KSS-21 cells are placed in a 24-cell tablet with a density of 60,000 cells/cell for 24 hours before Tr, with the difference that the polymer 15 is replaced by a polymer 16 and that complexes of DNA/polymer successfully transfection KSS-21 cells at the ratios of charges 10, 20, 30 and 40 with a maximum transfection when the charge ratio of polymeric amine : DNA phosphate equal to 20. The medium containing the complexes of DNA/polymer, is added to cultured cells and replaced with fresh medium after 24 hours incubation at 37°C. the Cells are lysed 48 hours after transfection. Suitable substrates for the light of the evaluation luciferase added to the cell lysate. Luciferase activity, measured with the received units of light, calculated using a luminometer. The results are presented below. Complexes of DNA/polymer successfully transfection KSS-21 cells at the ratios of charges equal to 6, 12 and 24. The cell lysate is also used to determine cell viability by assessing protein by Lauri. (Lowry et al., Journal of Biological Chemistry, Vol. 193, 265-275 (1951)). The results are presented below. Maximum toxicity observed when the ratio of the charges of the polymer amine : DNA phosphate equal to 40 and 50 at 33% survival of the cells.

Example 28: the Study of transfection with a plasmid encoding the GFP reporter gene

Plasmids encoding green fluoresc the complex DNA/polymer added to cultured cells and replaced with fresh medium after incubation at 37°C. the Cells are separated from the surface of trypsin, washed and re-suspended in balanced salt solution Hanks (Hanks) with propidium iodide. After that, cells are subjected to analysis by sorting fluorescently-activated cells (FACS). Cell viability is determined by the size of the cells and with the exception of propidium iodide, and the successful implementation of transfection by GFP protein fluorescence.

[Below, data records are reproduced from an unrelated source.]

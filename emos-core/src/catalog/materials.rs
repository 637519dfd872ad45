//! Materials Exploration panels (ids 1-8).

use rand::{Rng, RngCore};

use super::{fields, fixed, group_thousands, FeatureDefinition};
use crate::models::*;
use crate::ProcessingError;

const PROPERTY_TYPES: &[SelectOption] = &[
    opt("", "Select Property"),
    opt("mechanical", "Mechanical"),
    opt("thermal", "Thermal"),
    opt("electrical", "Electrical"),
    opt("optical", "Optical"),
];

pub(super) fn material_search(descriptor: FeatureDescriptor) -> FeatureDefinition {
    FeatureDefinition::new(
        descriptor,
        "Search for materials by name, formula, or properties",
        vec![
            InputField::text("materialName", "Material Name/Formula", "e.g., Al2O3, Silicon, etc."),
            InputField::select("propertyType", "Property Type", PROPERTY_TYPES),
            InputField::number("minValue", "Minimum Value", "0", "10000", "0.1"),
            InputField::number("maxValue", "Maximum Value", "0", "10000", "0.1"),
            InputField::checkbox("includeComposites", "Include Composite Materials", true),
        ],
        "Search results and material information",
        vec![
            OutputField::new("materialsCount", "Materials Found"),
            OutputField::new("topMatch", "Top Match"),
            OutputField::new("propertyRange", "Property Range"),
            OutputField::link("downloadLink", "Download Results"),
        ],
        search_materials,
    )
}

fn search_materials(
    inputs: &PanelInputs,
    rng: &mut dyn RngCore,
) -> Result<ResultFields, ProcessingError> {
    let min = inputs.number("minValue", "Minimum Value")?;
    let max = inputs.number("maxValue", "Maximum Value")?;
    if let (Some(min), Some(max)) = (min, max) {
        if min > max {
            return Err(ProcessingError::Computation(format!(
                "Minimum Value ({}) exceeds Maximum Value ({})",
                min, max
            )));
        }
    }

    let count: u32 = rng.gen_range(10..60);
    Ok(fields([
        ("materialsCount", format!("{} materials found", count)),
        (
            "topMatch",
            inputs.text_or("materialName", "Silicon Carbide (SiC)").to_string(),
        ),
        (
            "propertyRange",
            format!("{} - {} GPa", min.unwrap_or(2.5), max.unwrap_or(45.2)),
        ),
        ("downloadLink", "search_results.csv (Ready)".to_string()),
    ]))
}

pub(super) fn material_generation(descriptor: FeatureDescriptor) -> FeatureDefinition {
    const TARGETS: &[SelectOption] = &[
        opt("high_strength", "High Strength"),
        opt("thermal_conductivity", "Thermal Conductivity"),
        opt("electrical_insulator", "Electrical Insulator"),
        opt("semiconductor", "Semiconductor"),
        opt("superconductor", "Superconductor"),
    ];
    const BASES: &[SelectOption] = &[
        opt("metals", "Metals"),
        opt("ceramics", "Ceramics"),
        opt("polymers", "Polymers"),
        opt("composites", "Composites"),
    ];

    FeatureDefinition::new(
        descriptor,
        "Define target properties for new material generation",
        vec![
            InputField::select("targetProperty", "Target Property", TARGETS),
            InputField::select("baseElements", "Base Elements", BASES),
            InputField::number("numCompositions", "Number of Compositions", "1", "100", "1")
                .required(),
            InputField::number("targetValue", "Target Value", "0", "1000", "0.1"),
            InputField::checkbox("includeRareElements", "Include Rare Earth Elements", false),
            InputField::checkbox("optimizeForCost", "Optimize for Cost", true),
        ],
        "Generated material compositions",
        vec![
            OutputField::new("generatedCount", "Generated Compositions"),
            OutputField::new("bestCandidate", "Best Candidate"),
            OutputField::new("predictedPerformance", "Predicted Performance"),
            OutputField::new("synthesisDifficulty", "Synthesis Difficulty"),
            OutputField::link("exportData", "Export Data"),
        ],
        |inputs, _| {
            inputs.number("numCompositions", "Number of Compositions")?;
            inputs.number("targetValue", "Target Value")?;
            Ok(fixed([
                ("generatedCount", "15 compositions generated"),
                ("bestCandidate", "Ti3Al2C (MAX Phase)"),
                ("predictedPerformance", "8.5 GPa (92% of target)"),
                ("synthesisDifficulty", "Medium"),
                ("exportData", "compositions.json (Ready)"),
            ]))
        },
    )
}

pub(super) fn database_extractor(descriptor: FeatureDescriptor) -> FeatureDefinition {
    const SOURCES: &[SelectOption] = &[
        opt("all", "All Databases"),
        opt("materials_project", "Materials Project"),
        opt("oqmd", "OQMD"),
        opt("aflow", "AFLOW"),
        opt("crystallography", "Crystallography Open Database"),
    ];
    const EXTRACTIONS: &[SelectOption] = &[
        opt("properties", "Material Properties"),
        opt("structures", "Crystal Structures"),
        opt("thermodynamics", "Thermodynamic Data"),
        opt("experimental", "Experimental Data"),
    ];

    FeatureDefinition::new(
        descriptor,
        "Configure data extraction parameters",
        vec![
            InputField::select("databaseSource", "Database Source", SOURCES),
            InputField::select("extractionType", "Extraction Type", EXTRACTIONS),
            InputField::text("filterCriteria", "Filter Criteria", "e.g., density > 5, bandgap < 2"),
            InputField::number("maxEntries", "Maximum Entries", "1", "10000", "1"),
            InputField::file("configFile", "Configuration File (optional)", ".json,.yaml"),
            InputField::checkbox("includeMetadata", "Include Metadata", true),
        ],
        "Extracted data summary",
        vec![
            OutputField::new("recordsExtracted", "Records Extracted"),
            OutputField::new("dataSize", "Data Size"),
            OutputField::new("fileFormat", "File Format"),
            OutputField::new("processingTime", "Processing Time"),
            OutputField::link("downloadPackage", "Download Package"),
        ],
        extract_records,
    )
}

fn extract_records(
    inputs: &PanelInputs,
    rng: &mut dyn RngCore,
) -> Result<ResultFields, ProcessingError> {
    let limit = match inputs.number("maxEntries", "Maximum Entries")? {
        Some(n) if n >= 1.0 => n as u64,
        _ => 1000,
    };
    let extracted = limit.min(rng.gen_range(500..5500));
    let format = if inputs.flag_or("includeMetadata", true) {
        "JSON with metadata"
    } else {
        "CSV format"
    };

    Ok(fields([
        ("recordsExtracted", format!("{} records", group_thousands(extracted))),
        ("dataSize", format!("{:.2} MB", extracted as f64 * 0.15)),
        ("fileFormat", format.to_string()),
        ("processingTime", format!("{:.1} seconds", extracted as f64 / 100.0)),
        ("downloadPackage", "extracted_data.zip (Ready)".to_string()),
    ]))
}

pub(super) fn material_characterization(descriptor: FeatureDescriptor) -> FeatureDefinition {
    const ANALYSES: &[SelectOption] = &[
        opt("basic", "Basic Analysis"),
        opt("advanced", "Advanced Analysis"),
        opt("comprehensive", "Comprehensive Analysis"),
    ];

    FeatureDefinition::standard(
        descriptor,
        vec![
            InputField::text("parameter1", "Material Formula", "e.g., Al2O3, SiC"),
            InputField::select("analysisType", "Analysis Type", ANALYSES),
            InputField::number("threshold", "Threshold Value", "0", "100", "0.1"),
            InputField::checkbox("exportResults", "Export Results", true),
        ],
        vec![
            OutputField::new("analysisStatus", "Analysis Status"),
            OutputField::new("materialProperties", "Material Properties"),
            OutputField::new("reportGeneration", "Report"),
        ],
        |inputs, _| {
            inputs.number("threshold", "Threshold Value")?;
            Ok(fixed([
                ("analysisStatus", "Analysis completed - 95.2% accuracy"),
                ("materialProperties", "Material properties calculated"),
                ("reportGeneration", "Report generated successfully"),
            ]))
        },
    )
}

pub(super) fn dft_calculation(descriptor: FeatureDescriptor) -> FeatureDefinition {
    const TARGETS: &[SelectOption] = &[
        opt("performance", "Performance"),
        opt("cost", "Cost Reduction"),
        opt("efficiency", "Efficiency"),
    ];

    FeatureDefinition::standard(
        descriptor,
        vec![
            InputField::select("optimizationTarget", "Optimization Target", TARGETS),
            InputField::number("iterations", "Max Iterations", "10", "1000", "10"),
            InputField::file("configFile", "Configuration File", ".json,.xml"),
            InputField::checkbox("verboseOutput", "Verbose Output", false),
        ],
        vec![
            OutputField::new("convergenceStatus", "Convergence"),
            OutputField::new("performanceImprovement", "Performance"),
            OutputField::new("configurationStatus", "Configuration"),
        ],
        |inputs, _| {
            inputs.number("iterations", "Max Iterations")?;
            Ok(fixed([
                ("convergenceStatus", "Optimization converged in 45 iterations"),
                ("performanceImprovement", "Performance improved by 23%"),
                ("configurationStatus", "Configuration saved"),
            ]))
        },
    )
}

pub(super) fn crystallographic_analysis(descriptor: FeatureDescriptor) -> FeatureDefinition {
    const MODELS: &[SelectOption] = &[
        opt("linear", "Linear Model"),
        opt("nonlinear", "Non-linear Model"),
        opt("ml", "Machine Learning"),
    ];

    FeatureDefinition::standard(
        descriptor,
        vec![
            InputField::text("inputData", "Input Data", "Enter data or formula"),
            InputField::select("modelType", "Model Type", MODELS),
            InputField::number("accuracy", "Required Accuracy (%)", "50", "99", "1"),
            InputField::checkbox("realTimeUpdate", "Real-time Updates", true),
        ],
        vec![
            OutputField::new("simulationStatus", "Simulation"),
            OutputField::new("modelValidation", "Model Validation"),
            OutputField::new("predictions", "Predictions"),
        ],
        |inputs, _| {
            inputs.number("accuracy", "Required Accuracy (%)")?;
            Ok(fixed([
                ("simulationStatus", "Simulation completed successfully"),
                ("modelValidation", "Model validation: 92% accuracy"),
                ("predictions", "Predictions generated"),
            ]))
        },
    )
}

pub(super) fn quantum_mechanics(descriptor: FeatureDescriptor) -> FeatureDefinition {
    const METHODS: &[SelectOption] = &[
        opt("quantum", "Quantum Mechanics"),
        opt("classical", "Classical Mechanics"),
        opt("hybrid", "Hybrid Approach"),
    ];

    FeatureDefinition::standard(
        descriptor,
        vec![
            InputField::select("computationMethod", "Computation Method", METHODS),
            InputField::number("precision", "Precision Level", "1", "10", "1"),
            InputField::text("boundary", "Boundary Conditions", "Specify conditions"),
            InputField::checkbox("parallelProcessing", "Parallel Processing", true),
        ],
        vec![
            OutputField::new("computationStatus", "Computation"),
            OutputField::new("discoveryPotential", "Discovery Potential"),
            OutputField::new("databaseExport", "Database Export"),
        ],
        |inputs, _| {
            inputs.number("precision", "Precision Level")?;
            Ok(fixed([
                ("computationStatus", "Computational analysis finished"),
                ("discoveryPotential", "Discovery potential: High"),
                ("databaseExport", "Results exported to database"),
            ]))
        },
    )
}

pub(super) fn tensor_analysis(descriptor: FeatureDescriptor) -> FeatureDefinition {
    const TYPES: &[SelectOption] = &[
        opt("structural", "Structural Analysis"),
        opt("compositional", "Compositional Analysis"),
        opt("property", "Property Analysis"),
    ];

    FeatureDefinition::standard(
        descriptor,
        vec![
            InputField::text("sampleId", "Sample ID", "Enter sample identifier"),
            InputField::select("characterizationType", "Characterization Type", TYPES),
            InputField::number("resolution", "Resolution (nm)", "0.1", "1000", "0.1"),
            InputField::file("sampleData", "Sample Data File", ".dat,.csv"),
        ],
        vec![
            OutputField::new("analysisComplete", "Analysis"),
            OutputField::new("correlationValue", "Correlation"),
            OutputField::new("visualizationData", "Visualization"),
        ],
        |inputs, _| {
            inputs.number("resolution", "Resolution (nm)")?;
            Ok(fixed([
                ("analysisComplete", "Comprehensive analysis complete"),
                ("correlationValue", "Structure-property correlation: 0.87"),
                ("visualizationData", "Visualization data ready"),
            ]))
        },
    )
}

Example 29: the Formation of polymer complexes with origenae

Complexation with desensitizing Oligocene carried out in accordance with the methods for plasmid complexation of examples 23 and 25.

Example 30: the Study of transfection with Oligocene.

The antisense Oligocene against luciferase gene encapsulate using CD-polymer as described in example 29. Solution environment containing complexes of algogen/polymer added to HeLa X1/5 cells (HeLa cells that stably Express luciferase gene provided by CLONTECH) and replaced with fresh medium after incubation for 5 hours at 37°C. the Cells are lysed Spustit luciferase, measured in the form of units of light, calculated using a luminometer. Successful implementation transferase determine the capture (by knockout) activity luciferase.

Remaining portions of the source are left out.